Stored items:
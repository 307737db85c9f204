//! Countdown text parsing
//!
//! The dashboard renders the time left until the next reward cycle as
//! free-form text such as `"2 days, 3 hrs, 12 mins"`. This module turns that
//! text into a whole number of seconds.

use std::fmt;
use std::time::Duration;

use serde::{Deserialize, Serialize};

use crate::errors::RestakeError;

const CLAUSE_SEPARATOR: &str = ", ";

/// Remaining time until the next reward cycle, in whole seconds.
#[derive(Debug, Clone, Copy, PartialEq, Eq, PartialOrd, Ord, Hash, Serialize, Deserialize)]
#[serde(transparent)]
pub struct Countdown(u64);

impl Countdown {
    pub const ZERO: Countdown = Countdown(0);

    pub const fn from_secs(secs: u64) -> Self {
        Self(secs)
    }

    pub const fn as_secs(&self) -> u64 {
        self.0
    }

    pub fn as_duration(&self) -> Duration {
        Duration::from_secs(self.0)
    }
}

impl fmt::Display for Countdown {
    fn fmt(&self, f: &mut fmt::Formatter<'_>) -> fmt::Result {
        write!(f, "{}s", self.0)
    }
}

/// Seconds contributed by one unit token, or `None` for units the dashboard
/// is not known to render.
fn seconds_per_unit(unit: &str) -> Option<u64> {
    match unit {
        "day" | "days" => Some(24 * 60 * 60),
        "hr" | "hrs" => Some(60 * 60),
        "min" | "mins" => Some(60),
        _ => None,
    }
}

/// Parse countdown text into a [`Countdown`].
///
/// An empty string means the cycle is due now and parses to zero. Every
/// clause must be exactly `<value> <unit>`; clauses whose unit is not
/// recognised contribute nothing, so `"5 weeks"` parses to zero.
pub fn parse_countdown(text: &str) -> Result<Countdown, RestakeError> {
    let text = text.trim();
    if text.is_empty() {
        return Ok(Countdown::ZERO);
    }

    let mut total: u64 = 0;
    for clause in text.split(CLAUSE_SEPARATOR) {
        let tokens: Vec<&str> = clause.split(' ').collect();
        let [value, unit] = tokens.as_slice() else {
            return Err(RestakeError::MalformedInput(format!(
                "expected '<value> <unit>' but got {clause:?} in {text:?}"
            )));
        };

        let Some(factor) = seconds_per_unit(unit) else {
            tracing::debug!(clause, "Ignoring countdown clause with unknown unit");
            continue;
        };

        let value: u64 = value.parse().map_err(|_| {
            RestakeError::MalformedInput(format!("{value:?} is not a whole number in {text:?}"))
        })?;

        total = value
            .checked_mul(factor)
            .and_then(|secs| total.checked_add(secs))
            .ok_or_else(|| RestakeError::MalformedInput(format!("{text:?} overflows")))?;
    }

    Ok(Countdown(total))
}
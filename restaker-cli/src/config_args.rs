//! Run settings gathered from flags, environment variables and `.env`.

use std::path::{Path, PathBuf};

use anyhow::{Context, Result};
use clap::builder::BoolishValueParser;
use clap::{ArgAction, Args};
use restaker::config::{DEFAULT_BONDS_URL, DEFAULT_SELECTOR_RETRY_ATTEMPTS, DEFAULT_STAKE_URL};
use restaker::{
    BrowserConfig, Countdown, NetworkConfig, PageConfig, StageDeadlines, WalletCredentials,
    WalletSelectors, WorkflowConfig,
};
use serde::Deserialize;

#[derive(Args, Debug, Clone)]
pub struct WorkflowArgs {
    /// Act when the countdown is at or below this many seconds
    #[arg(long, env = "ELIGIBILITY_THRESHOLD_SECS")]
    pub threshold_secs: u64,

    /// Password set on the wallet during import
    #[arg(long, env = "PASSWORD", hide_env_values = true)]
    pub password: String,

    /// Seed phrase of the wallet holding the bonds
    #[arg(long, env = "SEED", hide_env_values = true)]
    pub seed: String,

    #[arg(long, env = "NETWORK_NAME", default_value = "Fantom Opera")]
    pub network_name: String,

    #[arg(long, env = "NETWORK_RPC", default_value = "https://rpc.ftm.tools")]
    pub network_rpc: String,

    #[arg(long, env = "NETWORK_CHAIN_ID", default_value_t = 250)]
    pub network_chain_id: u64,

    #[arg(long, env = "NETWORK_SYMBOL")]
    pub network_symbol: Option<String>,

    /// Expected wallet extension version, or `latest`
    #[arg(long, env = "METAMASK_VERSION", default_value = "latest")]
    pub metamask_version: String,

    /// Unpacked wallet extension directory
    #[arg(long, env = "METAMASK_EXTENSION_DIR")]
    pub metamask_extension_dir: Option<PathBuf>,

    #[arg(long, env = "CHROME_PATH")]
    pub chrome_path: Option<PathBuf>,

    #[arg(long, env = "CHROME_DEBUG_PORT", default_value_t = 9222)]
    pub chrome_debug_port: u16,

    /// Run the browser without a window; `--headless false` shows it
    #[arg(
        long,
        env = "HEADLESS",
        default_value = "true",
        action = ArgAction::Set,
        value_parser = BoolishValueParser::new()
    )]
    pub headless: bool,

    #[arg(long, env = "STAKE_URL")]
    pub stake_url: Option<String>,

    #[arg(long, env = "BONDS_URL")]
    pub bonds_url: Option<String>,

    /// JSON file overriding dashboard (`pages`) and wallet (`wallet`) selectors
    #[arg(long, env = "SELECTORS_FILE")]
    pub selectors_file: Option<PathBuf>,

    /// Directory receiving the screencast frames of each run
    #[arg(long, env = "RECORDING_PATH")]
    pub recording_path: Option<PathBuf>,

    #[arg(long, env = "STATUS_PATH", default_value = "./status.json")]
    pub status_path: PathBuf,

    #[arg(long, env = "SELECTOR_RETRY_ATTEMPTS", default_value_t = DEFAULT_SELECTOR_RETRY_ATTEMPTS)]
    pub selector_retry_attempts: u32,

    #[arg(long, env = "SELECTOR_TIMEOUT_MS", default_value_t = 30_000)]
    pub selector_timeout_ms: u64,

    #[arg(long, env = "WALLET_SETUP_TIMEOUT_MS", default_value_t = 30_000)]
    pub wallet_setup_timeout_ms: u64,

    #[arg(long, env = "NAVIGATION_TIMEOUT_MS", default_value_t = 60_000)]
    pub navigation_timeout_ms: u64,

    #[arg(long, env = "WALLET_ACTION_TIMEOUT_MS", default_value_t = 60_000)]
    pub wallet_action_timeout_ms: u64,
}

#[derive(Debug, Default, Deserialize)]
#[serde(default)]
struct SelectorOverrides {
    pages: Option<PageConfig>,
    wallet: WalletSelectors,
}

/// A fully resolved run: what the library needs plus where the CLI puts the outcome.
#[derive(Debug, Clone)]
pub struct ResolvedRun {
    pub config: WorkflowConfig,
    pub selectors: WalletSelectors,
    pub status_path: PathBuf,
}

impl WorkflowArgs {
    pub fn resolve(&self) -> Result<ResolvedRun> {
        let overrides = match &self.selectors_file {
            Some(path) => load_overrides(path)?,
            None => SelectorOverrides::default(),
        };

        let mut pages = overrides.pages.unwrap_or_default();
        pages.stake_url = self
            .stake_url
            .clone()
            .unwrap_or_else(|| or_default_url(&pages.stake_url, DEFAULT_STAKE_URL));
        pages.bonds_url = self
            .bonds_url
            .clone()
            .unwrap_or_else(|| or_default_url(&pages.bonds_url, DEFAULT_BONDS_URL));

        let browser = BrowserConfig {
            executable: self.chrome_path.clone(),
            debug_port: self.chrome_debug_port,
            headless: self.headless,
            extension_dir: self.metamask_extension_dir.clone(),
            extension_version: self.metamask_version.clone(),
            ..BrowserConfig::default()
        };
        let deadlines = StageDeadlines {
            wallet_setup_ms: self.wallet_setup_timeout_ms,
            navigation_ms: self.navigation_timeout_ms,
            selector_wait_ms: self.selector_timeout_ms,
            wallet_action_ms: self.wallet_action_timeout_ms,
            ..StageDeadlines::default()
        };
        let network = NetworkConfig {
            name: self.network_name.clone(),
            rpc_url: self.network_rpc.clone(),
            chain_id: self.network_chain_id,
            currency_symbol: self.network_symbol.clone(),
        };

        let mut config = WorkflowConfig::new(
            Countdown::from_secs(self.threshold_secs),
            WalletCredentials::new(self.password.as_str(), self.seed.as_str()),
            network,
        )
        .with_browser(browser)
        .with_pages(pages)
        .with_deadlines(deadlines);
        config.selector_retry_attempts = self.selector_retry_attempts;
        if let Some(path) = &self.recording_path {
            config = config.with_recording(path);
        }

        Ok(ResolvedRun {
            config,
            selectors: overrides.wallet,
            status_path: self.status_path.clone(),
        })
    }
}

fn or_default_url(current: &str, fallback: &str) -> String {
    if current.trim().is_empty() {
        fallback.to_string()
    } else {
        current.to_string()
    }
}

fn load_overrides(path: &Path) -> Result<SelectorOverrides> {
    let text = std::fs::read_to_string(path)
        .with_context(|| format!("Failed to read selectors file {}", path.display()))?;
    serde_json::from_str(&text)
        .with_context(|| format!("Invalid selectors file {}", path.display()))
}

WORK ITEM: Above are the records; copy exactly the lines from the line with "fn fmt(&self, f: &mut" through the line with "let [value, unit]", both included.

TASK OUTPUT:
    fn fmt(&self, f: &mut fmt::Formatter<'_>) -> fmt::Result {
        write!(f, "{}s", self.0)
    }
}

/// Seconds contributed by one unit token, or `None` for units the dashboard
/// is not known to render.
fn seconds_per_unit(unit: &str) -> Option<u64> {
    match unit {
        "day" | "days" => Some(24 * 60 * 60),
        "hr" | "hrs" => Some(60 * 60),
        "min" | "mins" => Some(60),
        _ => None,
    }
}

/// Parse countdown text into a [`Countdown`].
///
/// An empty string means the cycle is due now and parses to zero. Every
/// clause must be exactly `<value> <unit>`; clauses whose unit is not
/// recognised contribute nothing, so `"5 weeks"` parses to zero.
pub fn parse_countdown(text: &str) -> Result<Countdown, RestakeError> {
    let text = text.trim();
    if text.is_empty() {
        return Ok(Countdown::ZERO);
    }

    let mut total: u64 = 0;
    for clause in text.split(CLAUSE_SEPARATOR) {
        let tokens: Vec<&str> = clause.split(' ').collect();
        let [value, unit] = tokens.as_slice() else {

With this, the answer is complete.